* **What to produce**
Every entry should be reproduced word for word.

*** Begin section ***

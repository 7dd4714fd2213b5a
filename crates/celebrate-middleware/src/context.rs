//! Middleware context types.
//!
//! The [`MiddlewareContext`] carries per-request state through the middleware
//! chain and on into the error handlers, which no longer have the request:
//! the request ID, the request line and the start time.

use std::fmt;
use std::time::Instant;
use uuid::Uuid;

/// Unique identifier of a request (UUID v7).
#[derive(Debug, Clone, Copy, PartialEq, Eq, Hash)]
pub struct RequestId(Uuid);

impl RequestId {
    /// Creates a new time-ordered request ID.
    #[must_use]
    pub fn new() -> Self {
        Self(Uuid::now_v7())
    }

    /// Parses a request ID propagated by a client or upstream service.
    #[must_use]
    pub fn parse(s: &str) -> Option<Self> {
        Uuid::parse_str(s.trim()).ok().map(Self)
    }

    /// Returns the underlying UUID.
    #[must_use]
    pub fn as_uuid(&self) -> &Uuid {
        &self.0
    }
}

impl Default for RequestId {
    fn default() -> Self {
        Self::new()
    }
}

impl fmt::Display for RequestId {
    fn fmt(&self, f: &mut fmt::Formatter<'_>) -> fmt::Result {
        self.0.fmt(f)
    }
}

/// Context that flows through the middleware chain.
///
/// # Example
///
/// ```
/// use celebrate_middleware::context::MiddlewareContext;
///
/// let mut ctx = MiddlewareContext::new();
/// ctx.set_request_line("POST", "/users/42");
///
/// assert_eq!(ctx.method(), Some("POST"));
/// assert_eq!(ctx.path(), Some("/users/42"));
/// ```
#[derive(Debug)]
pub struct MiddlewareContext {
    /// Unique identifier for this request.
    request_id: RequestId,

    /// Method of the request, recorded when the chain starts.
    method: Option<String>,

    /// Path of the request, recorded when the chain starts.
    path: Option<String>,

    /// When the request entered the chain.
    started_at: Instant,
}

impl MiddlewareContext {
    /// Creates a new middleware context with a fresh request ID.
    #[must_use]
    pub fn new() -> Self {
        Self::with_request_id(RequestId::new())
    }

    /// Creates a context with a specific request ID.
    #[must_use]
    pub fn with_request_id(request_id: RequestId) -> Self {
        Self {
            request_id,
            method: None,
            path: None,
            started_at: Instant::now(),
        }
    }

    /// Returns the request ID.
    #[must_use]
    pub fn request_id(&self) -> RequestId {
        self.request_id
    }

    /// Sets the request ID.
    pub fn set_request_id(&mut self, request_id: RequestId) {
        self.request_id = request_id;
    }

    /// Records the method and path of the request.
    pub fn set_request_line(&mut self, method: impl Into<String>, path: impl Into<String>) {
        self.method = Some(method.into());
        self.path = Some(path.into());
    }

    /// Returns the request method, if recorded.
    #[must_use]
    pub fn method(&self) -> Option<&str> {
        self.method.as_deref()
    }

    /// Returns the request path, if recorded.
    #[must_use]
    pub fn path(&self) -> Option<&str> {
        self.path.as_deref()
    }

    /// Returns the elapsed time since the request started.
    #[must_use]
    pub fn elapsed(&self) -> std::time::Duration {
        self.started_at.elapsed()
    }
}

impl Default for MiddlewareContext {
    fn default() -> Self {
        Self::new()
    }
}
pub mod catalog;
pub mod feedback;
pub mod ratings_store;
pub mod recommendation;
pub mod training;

*** End section ***

* **Solution to the problem**
repository 7dd4714fd2213b5a
filename crates/celebrate-middleware/src/context.rs
//! Middleware context types.
//!
//! The [`MiddlewareContext`] carries per-request state through the middleware
//! chain and on into the error handlers, which no longer have the request:
//! the request ID, the request line and the start time.

use std::fmt;
use std::time::Instant;
use uuid::Uuid;

/// Unique identifier of a request (UUID v7).
#[derive(Debug, Clone, Copy, PartialEq, Eq, Hash)]
pub struct RequestId(Uuid);

impl RequestId {
    /// Creates a new time-ordered request ID.
    #[must_use]
    pub fn new() -> Self {
        Self(Uuid::now_v7())
    }

    /// Parses a request ID propagated by a client or upstream service.
    #[must_use]
    pub fn parse(s: &str) -> Option<Self> {
        Uuid::parse_str(s.trim()).ok().map(Self)
    }

    /// Returns the underlying UUID.
    #[must_use]
    pub fn as_uuid(&self) -> &Uuid {
        &self.0
    }
}

impl Default for RequestId {
    fn default() -> Self {
        Self::new()
    }
}

impl fmt::Display for RequestId {
    fn fmt(&self, f: &mut fmt::Formatter<'_>) -> fmt::Result {
        self.0.fmt(f)
    }
}

/// Context that flows through the middleware chain.
///
/// # Example
///
/// ```
/// use celebrate_middleware::context::MiddlewareContext;
///
/// let mut ctx = MiddlewareContext::new();
/// ctx.set_request_line("POST", "/users/42");
///
/// assert_eq!(ctx.method(), Some("POST"));
/// assert_eq!(ctx.path(), Some("/users/42"));
/// ```
#[derive(Debug)]
pub struct MiddlewareContext {
    /// Unique identifier for this request.
    request_id: RequestId,

    /// Method of the request, recorded when the chain starts.
    method: Option<String>,

    /// Path of the request, recorded when the chain starts.
    path: Option<String>,

    /// When the request entered the chain.
    started_at: Instant,
}

impl MiddlewareContext {
    /// Creates a new middleware context with a fresh request ID.
    #[must_use]
    pub fn new() -> Self {
        Self::with_request_id(RequestId::new())
    }

    /// Creates a context with a specific request ID.
    #[must_use]
    pub fn with_request_id(request_id: RequestId) -> Self {
        Self {
            request_id,
            method: None,
            path: None,
            started_at: Instant::now(),
        }
    }

    /// Returns the request ID.
    #[must_use]
    pub fn request_id(&self) -> RequestId {
        self.request_id
    }

    /// Sets the request ID.
    pub fn set_request_id(&mut self, request_id: RequestId) {
        self.request_id = request_id;
    }

    /// Records the method and path of the request.
    pub fn set_request_line(&mut self, method: impl Into<String>, path: impl Into<String>) {
        self.method = Some(method.into());
        self.path = Some(path.into());
    }

    /// Returns the request method, if recorded.
    #[must_use]
    pub fn method(&self) -> Option<&str> {
        self.method.as_deref()
    }

    /// Returns the request path, if recorded.
    #[must_use]
    pub fn path(&self) -> Option<&str> {
        self.path.as_deref()
    }

    /// Returns the elapsed time since the request started.
    #[must_use]
    pub fn elapsed(&self) -> std::time::Duration {
        self.started_at.elapsed()
    }
}

impl Default for MiddlewareContext {
    fn default() -> Self {
        Self::new()
    }
}
pub mod catalog;
pub mod feedback;
pub mod ratings_store;
pub mod recommendation;
pub mod training;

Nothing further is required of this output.